La motivation essentielle du révérend Hechler dans son soutien au sionisme politique est d’ordre religieux. Passionné des prophéties bibliques, il était convaincu de l’imminence du Second Avènement. Deux ans avant la publication par Herzl de « l’Etat des Juifs», Hechler a publié (en 1894) une brochure intitulée "The restauration of the Jews to Palestine".(5) La thèse présentée par Hechler dans sa brochure est celle de tous les Chrétiens sionistes qui croient fermement que la venue du Messie doit être précédée par le rassemblement des Juifs en Palestine . Ou son corollaire, le rassemblement de ces derniers en Palestine, prélude à la venue du Messie.
Comme tous ceux qui s’intéressent aux prophéties bibliques, la recherche de la date de la venue du Christ est pour Hechler une passion. D’où l’intérêt qu’il porte à l’arithmétique sacrée, celle des Kabalistes (forme d’ésotérisme) juifs et chrétiens. Elle constitue un moyen pour la découverte de la date du Second Avènement ou de son prélude.

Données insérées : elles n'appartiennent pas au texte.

#[cfg(test)]
#[allow(clippy::unwrap_used)]
mod tests {
    use super::*;
    use netabase_common::DetailCache;
    use sea_orm::{DatabaseBackend, MockDatabase};
    use std::sync::Arc;

    fn test_cache() -> DetailCache {
        let config = fred::types::config::Config::default();
        let client = fred::clients::Client::new(config, None, None, None);
        DetailCache::new(Arc::new(client), "test:politician".to_string(), 900)
    }

    fn create_test_user(id: &str, username: &str) -> user::Model {
        user::Model {
            id: id.to_string(),
            username: username.to_string(),
            password_hash: None,
            email: None,
            google_sub: None,
            is_active: true,
            created_at: Utc::now().into(),
            updated_at: None,
        }
    }

    fn create_test_rating(id: &str, politician_id: &str, user_id: &str, score: i32) -> rating::Model {
        rating::Model {
            id: id.to_string(),
            politician_id: politician_id.to_string(),
            user_id: user_id.to_string(),
            score,
            comment: None,
            created_at: Utc::now().into(),
            updated_at: Utc::now().into(),
        }
    }

    fn service_with(
        rating_db: Arc<sea_orm::DatabaseConnection>,
        politician_db: Arc<sea_orm::DatabaseConnection>,
    ) -> RatingService {
        RatingService::new(
            RatingRepository::new(rating_db),
            PoliticianRepository::new(politician_db),
            test_cache(),
        )
    }

    #[test]
    fn test_rating_input_rejects_out_of_range_score() {
        let low = RatingInput {
            score: 0,
            comment: None,
        };
        let high = RatingInput {
            score: 6,
            comment: None,
        };
        let ok = RatingInput {
            score: 5,
            comment: Some("ok".to_string()),
        };

        assert!(low.validate().is_err());
        assert!(high.validate().is_err());
        assert!(ok.validate().is_ok());
    }

    #[tokio::test]
    async fn test_submit_unknown_politician() {
        let rating_db = Arc::new(MockDatabase::new(DatabaseBackend::Postgres).into_connection());
        let politician_db = Arc::new(
            MockDatabase::new(DatabaseBackend::Postgres)
                .append_query_results([Vec::<netabase_db::entities::politician::Model>::new()])
                .into_connection(),
        );

        let service = service_with(rating_db, politician_db);
        let actor = create_test_user("u1", "alice");
        let input = RatingInput {
            score: 4,
            comment: None,
        };

        let result = service.submit("nobody", &actor, &input).await;
        match result {
            Err(AppError::PoliticianNotFound(slug)) => assert_eq!(slug, "nobody"),
            _ => panic!("Expected PoliticianNotFound error"),
        }
    }

    #[tokio::test]
    async fn test_update_other_users_rating_forbidden() {
        let existing = create_test_rating("r1", "pol1", "u1", 3);

        let rating_db = Arc::new(
            MockDatabase::new(DatabaseBackend::Postgres)
                .append_query_results([[existing]])
                .into_connection(),
        );
        let politician_db =
            Arc::new(MockDatabase::new(DatabaseBackend::Postgres).into_connection());

        let service = service_with(rating_db, politician_db);
        let intruder = create_test_user("u2", "mallory");
        let input = RatingInput {
            score: 1,
            comment: None,
        };

        let result = service.update("r1", &intruder, &input).await;
        match result {
            Err(AppError::Forbidden(msg)) => assert!(msg.contains("your own rating")),
            _ => panic!("Expected Forbidden error"),
        }
    }

    #[tokio::test]
    async fn test_delete_other_users_rating_forbidden() {
        let existing = create_test_rating("r1", "pol1", "u1", 3);

        let rating_db = Arc::new(
            MockDatabase::new(DatabaseBackend::Postgres)
                .append_query_results([[existing]])
                .into_connection(),
        );
        let politician_db =
            Arc::new(MockDatabase::new(DatabaseBackend::Postgres).into_connection());

        let service = service_with(rating_db, politician_db);
        let intruder = create_test_user("u2", "mallory");

        let result = service.delete("r1", &intruder).await;
        assert!(matches!(result, Err(AppError::Forbidden(_))));
    }

    #[tokio::test]
    async fn test_list_for_politician_includes_authors() {
        use maplit::btreemap;
        use sea_orm::Value;

        let now: sea_orm::prelude::DateTimeWithTimeZone = Utc::now().into();
        let politician = netabase_db::entities::politician::Model {
            id: "pol1".to_string(),
            name: "Politician 0".to_string(),
            slug: "politician-0".to_string(),
            photo: None,
            age: 45,
            education: "Law degree".to_string(),
            criminal_record: None,
            party_id: "p1".to_string(),
            party_position: None,
            criticism: None,
            location: None,
            biography: "A politician.".to_string(),
            previous_party_history: None,
            is_active: true,
            views: 10,
            created_at: now,
            updated_at: None,
        };

        // SelectTwo rows carry the rating under the A_ prefix and the joined
        // author under B_
        let joined_row = btreemap! {
            "A_id" => Value::from("r1"),
            "A_politician_id" => Value::from("pol1"),
            "A_user_id" => Value::from("u1"),
            "A_score" => Value::from(4),
            "A_comment" => Value::from(Some("solid".to_string())),
            "A_created_at" => Value::from(now),
            "A_updated_at" => Value::from(now),
            "B_id" => Value::from(Some("u1".to_string())),
            "B_username" => Value::from(Some("alice".to_string())),
            "B_password_hash" => Value::from(None::<String>),
            "B_email" => Value::from(None::<String>),
            "B_google_sub" => Value::from(None::<String>),
            "B_is_active" => Value::from(Some(true)),
            "B_created_at" => Value::from(Some(now)),
            "B_updated_at" => Value::from(None::<sea_orm::prelude::DateTimeWithTimeZone>),
        };
        let count_row = btreemap! {
            "num_items" => Value::from(1i64),
        };

        let rating_db = Arc::new(
            MockDatabase::new(DatabaseBackend::Postgres)
                .append_query_results([[joined_row]])
                .append_query_results([[count_row]])
                .into_connection(),
        );
        let politician_db = Arc::new(
            MockDatabase::new(DatabaseBackend::Postgres)
                .append_query_results([[politician]])
                .into_connection(),
        );

        let service = service_with(rating_db, politician_db);
        let query = RatingListQuery {
            score: None,
            order: netabase_db::repositories::RatingOrder::CreatedAt,
            descending: true,
            limit: 10,
            offset: 0,
        };

        let (ratings, count) = service
            .list_for_politician("politician-0", &query)
            .await
            .unwrap();

        assert_eq!(count, 1);
        assert_eq!(ratings.len(), 1);
        assert_eq!(ratings[0].rating.score, 4);
        assert_eq!(ratings[0].username.as_deref(), Some("alice"));
        assert_eq!(ratings[0].politician_name, "Politician 0");
    }

    #[tokio::test]
    async fn test_get_rating_not_found() {
        let rating_db = Arc::new(
            MockDatabase::new(DatabaseBackend::Postgres)
                .append_query_results([Vec::<rating::Model>::new()])
                .into_connection(),
        );
        let politician_db =
            Arc::new(MockDatabase::new(DatabaseBackend::Postgres).into_connection());

        let service = service_with(rating_db, politician_db);

        let result = service.get("missing").await;
        assert!(matches!(result, Err(AppError::RatingNotFound(_))));
    }
}
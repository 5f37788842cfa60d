//! Business logic layer for netabase.
//!
//! Services own the application semantics over the repository layer:
//!
//! - [`PartyService`]: party listings and cached party detail
//! - [`PoliticianService`]: politician listings, the read-through detail
//!   cache and the view counter
//! - [`RatingService`]: the one-rating-per-user-per-politician upsert and
//!   ownership-checked mutation, with cache invalidation
//! - [`AuthService`]: registration, login, Google sign-in, JWT issuance and
//!   refresh rotation
//! - [`NewsService`]: politics news aggregation from RSS feeds

pub mod services;

pub use services::auth::{
    AuthService, Claims, GoogleVerifier, LoginInput, RegisterInput, TokenPair, TokenType,
};
pub use services::news::{NewsArticle, NewsDigest, NewsService, SourceFailure};
pub use services::party::{CreatePartyInput, PartyService};
pub use services::politician::{
    CreatePoliticianInput, InitiativeView, PoliticianDetail, PoliticianListItem,
    PoliticianService, PromiseView,
};
pub use services::rating::{RatingInput, RatingService, RatingWithContext};
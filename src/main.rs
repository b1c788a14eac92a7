//! `aurad`, the ambient lighting daemon.
//!
//! Opens the command device, gathers the day's data from the configured
//! providers, resumes any persisted override, then runs the scheduler and
//! the control-plane listener until ctrl-c. The daemon is meant to be
//! (re)started each day before sunrise, typically from a cron entry.

use std::net::SocketAddr;
use std::path::PathBuf;
use std::sync::Arc;
use std::time::Duration;

use chrono::NaiveTime;
use clap::Parser;
use color_eyre::eyre::Result;
use tokio::net::TcpListener;
use tokio::sync::Notify;
use tracing::{debug, info, warn};
use tracing_subscriber::EnvFilter;

use aura_led_controller::provider::{
    CalendarProvider, FileCalendar, FixedMarket, FixedSports, FixedSun, FixedWeather, NoTower,
    SunProvider, TowerProvider,
};
use aura_led_controller::source::{
    CalendarSource, EventSource, SleepSource, SportsSource, StocksSource, SunSource, WeatherSource,
};
use aura_led_controller::{
    listener, Color, CommandBus, ControlState, Error, InterruptController, KeyframeSequence,
    Scheduler, StateStore,
};

/// Dawn anchor of the daylight ramp
const RISE_COLOR: Color = Color::new(255, 10, 0);
/// Solar-noon anchor of the daylight ramp
const MID_COLOR: Color = Color::new(255, 255, 255);

#[derive(Parser)]
#[command(author, version, about, long_about = None)]
struct Cli {
    /// Command device that accepts the light controller protocol
    #[arg(short, long, default_value = "/dev/ttyUSB0")]
    device: PathBuf,

    /// Control-plane listen address
    #[arg(short, long, default_value = "0.0.0.0:8493")]
    listen: SocketAddr,

    /// Seconds between scheduler cycles
    #[arg(short, long, default_value_t = 300)]
    interval: u64,

    /// Path of the persisted override record
    #[arg(long, default_value = "override.state")]
    state_file: PathBuf,

    /// Holiday calendar file (one `date|name|command|priority` line per day)
    #[arg(long)]
    holidays: Option<PathBuf>,

    /// Minimum seconds between weather re-fetches
    #[arg(long, default_value_t = 900)]
    weather_refresh: u64,

    /// Quiet-hours start (HH:MM); with --sleep-end, enables the dominant
    /// sleep source
    #[arg(long, value_parser = parse_clock)]
    sleep_start: Option<NaiveTime>,

    /// Quiet-hours end (HH:MM)
    #[arg(long, value_parser = parse_clock)]
    sleep_end: Option<NaiveTime>,

    /// Sunrise fallback when no sun feed is wired (HH:MM)
    #[arg(long, value_parser = parse_clock, default_value = "06:00")]
    sunrise: NaiveTime,

    /// Sunset fallback (HH:MM)
    #[arg(long, value_parser = parse_clock, default_value = "20:30")]
    sunset: NaiveTime,
}

fn parse_clock(text: &str) -> std::result::Result<NaiveTime, String> {
    NaiveTime::parse_from_str(text, "%H:%M")
        .or_else(|_| NaiveTime::parse_from_str(text, "%H:%M:%S"))
        .map_err(|e| format!("not a HH:MM time: {e}"))
}

#[tokio::main]
async fn main() -> Result<()> {
    tracing_subscriber::fmt()
        .with_env_filter(
            EnvFilter::try_from_env("RUST_LOG")
                .unwrap_or_else(|_| EnvFilter::new("aura_led_controller=info,aurad=info")),
        )
        .compact()
        .init();

    color_eyre::install()?;

    let cli = Cli::parse();
    debug!("parsed command line arguments");

    // Hog the device first: nothing works without it
    let device = tokio::fs::OpenOptions::new()
        .write(true)
        .open(&cli.device)
        .await
        .map_err(Error::DeviceUnavailable)?;
    info!(device = %cli.device.display(), "command device opened");
    let bus = Arc::new(CommandBus::new(device));

    // Once-per-day data: sun window and tonight's terminal color
    let sun_times = FixedSun {
        rise: cli.sunrise,
        set: cli.sunset,
    }
    .sun_times()?;
    let set_color = match NoTower.tonight_color() {
        Ok(color) => color,
        Err(e) => {
            warn!(error = %e, "tower feed unavailable, falling back to a dim color");
            None
        }
    };
    let keyframes =
        KeyframeSequence::build(sun_times.rise, sun_times.set, RISE_COLOR, MID_COLOR, set_color)?;
    info!(
        rise = %sun_times.rise.time(),
        set = %sun_times.set.time(),
        keyframes = keyframes.total(),
        "daylight ramp ready"
    );

    let sources = assemble_sources(&cli, keyframes);
    let state = ControlState::shared();
    let wake = Arc::new(Notify::new());
    let interrupt = Arc::new(InterruptController::new(
        bus.clone(),
        state.clone(),
        StateStore::new(&cli.state_file),
        wake.clone(),
    ));

    // Re-enter a persisted override before the first cycle can run
    interrupt.resume().await?;

    let control = TcpListener::bind(cli.listen).await?;
    info!(listen = %cli.listen, "control plane bound");

    let scheduler = Scheduler::new(sources, state.clone(), bus);
    let scheduler_task = tokio::spawn(scheduler.run(Duration::from_secs(cli.interval), wake));
    let listener_task = tokio::spawn(listener::run(control, interrupt, state));

    tokio::signal::ctrl_c().await?;
    info!("shutting down");
    scheduler_task.abort();
    listener_task.abort();

    Ok(())
}

/// Builds the handler list in its load-bearing order: the first entry is
/// the baseline source and earlier entries win priority ties.
fn assemble_sources(cli: &Cli, keyframes: KeyframeSequence) -> Vec<Box<dyn EventSource>> {
    let calendar: CalendarSource = match &cli.holidays {
        Some(path) => CalendarSource::new(&FileCalendar { path: path.clone() }),
        None => {
            struct NoCalendar;
            impl CalendarProvider for NoCalendar {
                fn todays_event(
                    &self,
                ) -> aura_led_controller::Result<Option<aura_led_controller::provider::HolidayEvent>>
                {
                    Ok(None)
                }
            }
            CalendarSource::new(&NoCalendar)
        }
    };

    let sleep_window = match (cli.sleep_start, cli.sleep_end) {
        (Some(start), Some(end)) => Some((start, end)),
        (None, None) => None,
        _ => {
            warn!("--sleep-start and --sleep-end must both be given; sleep source disabled");
            None
        }
    };

    vec![
        Box::new(SunSource::new(keyframes, RISE_COLOR)),
        Box::new(WeatherSource::new(
            Box::new(FixedWeather(None)),
            chrono::Duration::seconds(cli.weather_refresh as i64),
        )),
        Box::new(calendar),
        Box::new(SportsSource::new(&FixedSports::default())),
        Box::new(StocksSource::new(Box::new(FixedMarket(None)))),
        Box::new(SleepSource::new(sleep_window)),
    ]
}
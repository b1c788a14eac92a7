//! `aurac`, the control client for the `aurad` daemon.
//!
//! Sends one control-plane opcode per invocation and prints the daemon's
//! reply (the resulting event label, or an `ERR` line).

use clap::{Parser, Subcommand};
use color_eyre::eyre::{eyre, Result};
use tokio::io::{AsyncReadExt, AsyncWriteExt};
use tokio::net::TcpStream;

#[derive(Parser)]
#[command(author, version, about, long_about = None)]
struct Cli {
    /// Daemon control-plane address
    #[arg(short, long, default_value = "127.0.0.1:8493")]
    addr: String,

    #[command(subcommand)]
    command: Commands,
}

#[derive(Subcommand)]
enum Commands {
    /// Ask which event currently drives the light
    Status,
    /// Engage movie mode
    Movie,
    /// Engage sleep mode
    Sleep,
    /// Engage relax mode
    Relax,
    /// Hand the light to the device's sound-reactive mode
    Music,
    /// Turn the light off until cancelled
    Off,
    /// Cancel the active override
    Cancel,
    /// Hold a custom static color
    Color {
        /// Red value (0-255)
        #[arg(short, long, default_value_t = 255)]
        red: u8,
        /// Green value (0-255)
        #[arg(short, long, default_value_t = 255)]
        green: u8,
        /// Blue value (0-255)
        #[arg(short, long, default_value_t = 255)]
        blue: u8,
    },
    /// Program a custom animation loop, e.g. 03f0203,f0206,f0811
    Pattern {
        pattern: String,
    },
}

impl Commands {
    fn encode(&self) -> Vec<u8> {
        match self {
            Commands::Status => b"1".to_vec(),
            Commands::Movie => b"m".to_vec(),
            Commands::Sleep => b"z".to_vec(),
            Commands::Relax => b"r".to_vec(),
            Commands::Music => b"s".to_vec(),
            Commands::Off => b"o".to_vec(),
            Commands::Cancel => b"x".to_vec(),
            Commands::Color { red, green, blue } => {
                format!("c:{red:03},{green:03},{blue:03}").into_bytes()
            }
            Commands::Pattern { pattern } => {
                let mut raw = vec![b'v'];
                raw.extend_from_slice(pattern.as_bytes());
                raw
            }
        }
    }
}

#[tokio::main]
async fn main() -> Result<()> {
    color_eyre::install()?;
    let cli = Cli::parse();

    let mut stream = TcpStream::connect(&cli.addr).await?;
    stream.write_all(&cli.command.encode()).await?;
    // tell the daemon the payload is complete
    stream.shutdown().await?;

    let mut reply = Vec::new();
    stream.read_to_end(&mut reply).await?;
    let reply = String::from_utf8_lossy(&reply);
    println!("{reply}");

    if reply.starts_with("ERR") {
        return Err(eyre!("daemon rejected the command"));
    }
    Ok(())
}
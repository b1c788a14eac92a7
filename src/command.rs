/*!
 # Animation command encoder

 This module builds the `NNXttCC,XttCC,...` animation commands understood by
 the controller and validates operator-supplied command payloads before they
 reach the device. It includes the device's palette table, addressed by
 index from inside animation chunks.
*/

use crate::{Error, Result};

/// Maximum number of chunks the device accepts in one animation command.
pub const MAX_CHUNKS: usize = 99;

/// Length in bytes of a static-color payload (`:RRR,GGG,BBB`).
pub const COLOR_PAYLOAD_LEN: usize = 12;

/// Minimum length of an animation payload: count plus a single chunk.
pub const MIN_ANIMATION_PAYLOAD_LEN: usize = 7;

/// Indices into the device's built-in color table
#[derive(Debug, Clone, Copy)]
pub struct Palette {
    /// Red (0)
    pub red: u8,
    /// Blue (1)
    pub blue: u8,
    /// Green (2)
    pub green: u8,
    /// White (3)
    pub white: u8,
    /// Purple (4)
    pub purple: u8,
    /// Pink (5)
    pub pink: u8,
    /// Orange (6)
    pub orange: u8,
    /// Off (7)
    pub off: u8,
    /// Light blue (8)
    pub light_blue: u8,
    /// Dim blue (9)
    pub dim_blue: u8,
    /// Dim white (10)
    pub dim_white: u8,
    /// Movie orange (11)
    pub movie_orange: u8,
    /// Dim purple (12)
    pub dim_purple: u8,
    /// Dim green (13)
    pub dim_green: u8,
    /// Brown (14)
    pub brown: u8,
    /// Yellow (15)
    pub yellow: u8,
    /// Dim red (16)
    pub dim_red: u8,
    /// Blue, diabetes awareness (17)
    pub diabetes_blue: u8,
}

/// The palette table as programmed into the device firmware
pub const PALETTE: Palette = Palette {
    red: 0,
    blue: 1,
    green: 2,
    white: 3,
    purple: 4,
    pink: 5,
    orange: 6,
    off: 7,
    light_blue: 8,
    dim_blue: 9,
    dim_white: 10,
    movie_orange: 11,
    dim_purple: 12,
    dim_green: 13,
    brown: 14,
    yellow: 15,
    dim_red: 16,
    diabetes_blue: 17,
};

/// How one animation chunk transitions to its color and repeats
#[derive(Debug, Clone, Copy, PartialEq, Eq)]
pub enum ChunkStyle {
    /// Fade to the color, repeating loop (`f`). Timing is milliseconds
    /// between fade steps.
    Fade,
    /// Switch instantly, repeating loop (`i`). Timing is hundreds of
    /// milliseconds to hold after switching.
    Instant,
    /// Fade to the color once, then stop (`s`)
    FadeOnce,
    /// Switch instantly once, then stop (`c`)
    InstantOnce,
}

impl ChunkStyle {
    fn code(self) -> u8 {
        match self {
            ChunkStyle::Fade => b'f',
            ChunkStyle::Instant => b'i',
            ChunkStyle::FadeOnce => b's',
            ChunkStyle::InstantOnce => b'c',
        }
    }

    fn from_code(code: u8) -> Option<Self> {
        match code {
            b'f' => Some(ChunkStyle::Fade),
            b'i' => Some(ChunkStyle::Instant),
            b's' => Some(ChunkStyle::FadeOnce),
            b'c' => Some(ChunkStyle::InstantOnce),
            _ => None,
        }
    }
}

/// One `XttCC` unit of an animation: style, timing value and palette index
#[derive(Debug, Clone, Copy, PartialEq, Eq)]
pub struct Chunk {
    style: ChunkStyle,
    timing: u8,
    palette: u8,
}

impl Chunk {
    /// Builds a chunk. Timing and palette index are two-digit wire fields,
    /// so both are capped at 99.
    pub const fn new(style: ChunkStyle, timing: u8, palette: u8) -> Self {
        Self {
            style,
            timing: if timing > 99 { 99 } else { timing },
            palette: if palette > 99 { 99 } else { palette },
        }
    }

    fn encode_into(self, out: &mut Vec<u8>) {
        out.push(self.style.code());
        out.extend_from_slice(format!("{:02}{:02}", self.timing, self.palette).as_bytes());
    }
}

/// An ordered list of chunks forming one animation loop command
#[derive(Debug, Clone, Default)]
pub struct Animation {
    chunks: Vec<Chunk>,
}

impl Animation {
    pub fn new() -> Self {
        Self::default()
    }

    /// Builds an animation from a chunk list, rejecting oversized ones.
    pub fn from_chunks(chunks: Vec<Chunk>) -> Result<Self> {
        if chunks.len() > MAX_CHUNKS {
            return Err(Error::TooManyChunks(chunks.len(), MAX_CHUNKS));
        }
        Ok(Self { chunks })
    }

    /// Appends a chunk, rejecting growth past the device limit.
    pub fn push(&mut self, chunk: Chunk) -> Result<()> {
        if self.chunks.len() >= MAX_CHUNKS {
            return Err(Error::TooManyChunks(self.chunks.len() + 1, MAX_CHUNKS));
        }
        self.chunks.push(chunk);
        Ok(())
    }

    pub fn len(&self) -> usize {
        self.chunks.len()
    }

    pub fn is_empty(&self) -> bool {
        self.chunks.is_empty()
    }

    /// Serializes into the wire form `NNXttCC,XttCC,...` where `NN` is the
    /// chunk count.
    pub fn encode(&self) -> Vec<u8> {
        let mut out = Vec::with_capacity(2 + self.chunks.len() * 6);
        out.extend_from_slice(format!("{:02}", self.chunks.len()).as_bytes());
        for (i, chunk) in self.chunks.iter().enumerate() {
            if i > 0 {
                out.push(b',');
            }
            chunk.encode_into(&mut out);
        }
        out
    }
}

/// Checks an operator-supplied static-color payload (`:RRR,GGG,BBB`).
/// Rejection leaves no trace; the payload is forwarded verbatim when valid.
pub fn validate_color_payload(payload: &[u8]) -> Result<()> {
    if payload.len() != COLOR_PAYLOAD_LEN {
        return Err(Error::Protocol(format!(
            "color payload must be {} bytes, got {}",
            COLOR_PAYLOAD_LEN,
            payload.len()
        )));
    }
    if payload[0] != b':' || payload[4] != b',' || payload[8] != b',' {
        return Err(Error::Protocol(
            "color payload must look like :RRR,GGG,BBB".into(),
        ));
    }
    for channel in [&payload[1..4], &payload[5..8], &payload[9..12]] {
        let text = std::str::from_utf8(channel)
            .map_err(|_| Error::Protocol("color channel is not ASCII".into()))?;
        let value: u16 = text
            .parse()
            .map_err(|_| Error::Protocol(format!("bad color channel {text:?}")))?;
        if value > 255 {
            return Err(Error::Protocol(format!("color channel {value} > 255")));
        }
    }
    Ok(())
}

/// Checks an operator-supplied animation payload: a two-digit chunk count
/// followed by that many well-formed comma-separated chunks.
pub fn validate_animation_payload(payload: &[u8]) -> Result<()> {
    if payload.len() < MIN_ANIMATION_PAYLOAD_LEN {
        return Err(Error::Protocol(format!(
            "animation payload must be at least {} bytes, got {}",
            MIN_ANIMATION_PAYLOAD_LEN,
            payload.len()
        )));
    }
    let count: usize = std::str::from_utf8(&payload[..2])
        .ok()
        .and_then(|s| s.parse().ok())
        .ok_or_else(|| Error::Protocol("animation payload must start with a 2-digit count".into()))?;
    if count == 0 || count > MAX_CHUNKS {
        return Err(Error::Protocol(format!(
            "animation chunk count {count} outside 1..={MAX_CHUNKS}"
        )));
    }
    let chunks: Vec<&[u8]> = payload[2..].split(|&b| b == b',').collect();
    if chunks.len() != count {
        return Err(Error::Protocol(format!(
            "animation declares {count} chunks but carries {}",
            chunks.len()
        )));
    }
    for chunk in chunks {
        let well_formed = chunk.len() == 5
            && ChunkStyle::from_code(chunk[0]).is_some()
            && chunk[1..].iter().all(u8::is_ascii_digit);
        if !well_formed {
            return Err(Error::Protocol(format!(
                "malformed animation chunk {:?}",
                String::from_utf8_lossy(chunk)
            )));
        }
    }
    Ok(())
}

#[cfg(test)]
mod tests {
    use super::*;

    #[test]
    fn encodes_count_and_chunks() {
        let anim = Animation::from_chunks(vec![
            Chunk::new(ChunkStyle::Fade, 2, PALETTE.white),
            Chunk::new(ChunkStyle::Fade, 2, PALETTE.orange),
            Chunk::new(ChunkStyle::Fade, 8, PALETTE.movie_orange),
        ])
        .unwrap();
        assert_eq!(anim.encode(), b"03f0203,f0206,f0811");
    }

    #[test]
    fn chunk_fields_cap_at_two_digits() {
        let anim = Animation::from_chunks(vec![Chunk::new(ChunkStyle::Instant, 200, 150)]).unwrap();
        assert_eq!(anim.encode(), b"01i9999");
    }

    #[test]
    fn rejects_more_than_max_chunks() {
        let chunk = Chunk::new(ChunkStyle::Fade, 1, 0);
        assert!(matches!(
            Animation::from_chunks(vec![chunk; MAX_CHUNKS + 1]),
            Err(Error::TooManyChunks(100, MAX_CHUNKS))
        ));

        let mut anim = Animation::from_chunks(vec![chunk; MAX_CHUNKS]).unwrap();
        assert!(anim.push(chunk).is_err());
    }

    #[test]
    fn accepts_valid_color_payload() {
        assert!(validate_color_payload(b":200,000,050").is_ok());
    }

    #[test]
    fn rejects_bad_color_payloads() {
        assert!(validate_color_payload(b":200,000,05").is_err());
        assert!(validate_color_payload(b"200,000,0501").is_err());
        assert!(validate_color_payload(b":300,000,000").is_err());
        assert!(validate_color_payload(b":20a,000,000").is_err());
    }

    #[test]
    fn accepts_valid_animation_payload() {
        assert!(validate_animation_payload(b"01i0011").is_ok());
        assert!(validate_animation_payload(b"03f0203,f0206,f0811").is_ok());
    }

    #[test]
    fn rejects_bad_animation_payloads() {
        assert!(validate_animation_payload(b"1f0203").is_err());
        assert!(validate_animation_payload(b"02f0203").is_err());
        assert!(validate_animation_payload(b"01x0011").is_err());
        assert!(validate_animation_payload(b"01f00,1").is_err());
        assert!(validate_animation_payload(b"00").is_err());
    }
}
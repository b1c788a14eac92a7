/*!
 # Device bus

 Exclusive access to the single outbound command channel. Every writer,
 scheduler-dispatched handlers and the interrupt machine alike, goes
 through [`CommandBus::send`], which holds one mutex for the duration of a
 write so command fragments from concurrent senders are never interleaved.
*/

use std::pin::Pin;

use tokio::io::{AsyncWrite, AsyncWriteExt};
use tokio::sync::Mutex;
use tracing::{instrument, trace};

use crate::{Error, Result};

/// Serializing writer around the outbound command channel
pub struct CommandBus {
    writer: Mutex<Pin<Box<dyn AsyncWrite + Send>>>,
}

impl CommandBus {
    /// Wraps any byte sink: the opened device in production, an in-memory
    /// stream in tests.
    pub fn new(writer: impl AsyncWrite + Send + 'static) -> Self {
        Self {
            writer: Mutex::new(Box::pin(writer)),
        }
    }

    /// Writes one complete command. Holds the bus lock until the write and
    /// flush finish; a failure is reported to the caller, never retried.
    #[instrument(skip(self, command), fields(len = command.len()))]
    pub async fn send(&self, command: &[u8]) -> Result<()> {
        trace!(command = %String::from_utf8_lossy(command), "sending");
        let mut writer = self.writer.lock().await;
        writer.write_all(command).await.map_err(Error::Bus)?;
        writer.flush().await.map_err(Error::Bus)?;
        Ok(())
    }
}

«Evaluant le mois prophétique à trente années, écrit Ernst Pawel, il (Hechler) aboutissait à un total de 1260 ans entre la destruction et la résurrection de Jérusalem (70 av. J.C) En prenant comme point de départ la conquête de la ville en 637 - 638 par le Calife Omar, ce qui donnait 1897 - 1898 comme date du début du Second Avènement. Lorsque Landan lui parla de Herzl et de son livre "Der Judenstaat", il y vit "le signe venu d’en haut que l’action allait commencer".(6)
Le but visé par Hechler est clairement exprimé dans sa lettre au Grand Duc de Bade "Selon la Bible, les Juifs doivent retourner en Palestine. Par conséquent, je viens en aide à ce mouvement, en tant que chrétien pleinement convaincu de la vérité de la Bible. Car cette cause est la cause de Dieu"7. La pensée de Hechler est celle d’un sioniste chrétien. Mais force nous est de rappeler que c’est aussi celle du chapelain de l’ambassade britannique à Vienne. Il est clair qu’Hechler a transformé sa fonction, d’une mission religieuse en une action éminemment politique au vu et au su des autorités politiques britanniques, qui avaient la main haute sur l’église de leur pays ainsi que sur ses représentants à l’étranger. Il est inimaginable de concevoir que tout ce qu’a fait Hechler pour le sionisme politique n’avait pas l’aval et la bénédiction des autorités politiques de Sa Majesté…
Suite : Partie IV Lien vers http://sionisme.populus.ch/rub/5>
Références bibliographiques
1- Lettre du révérend William Hechler au Grand Duc de Bade. « Babylone ou Jérusalem », Jan Willaem Van der Hoeven. Ed « Chalom Israël» France, 1996 (p132).
2- « Theodor Herzl ou le labyrinthe de l’exil ». Ernst Pavel-Ed.Sernl.(p 206).
3 - idem (p. 122).
5 - Palestine terre des divins (p 180) .
6 - idem (p.262).
7 - In Lettre du révérend Hechler au Grand Duc de Bade.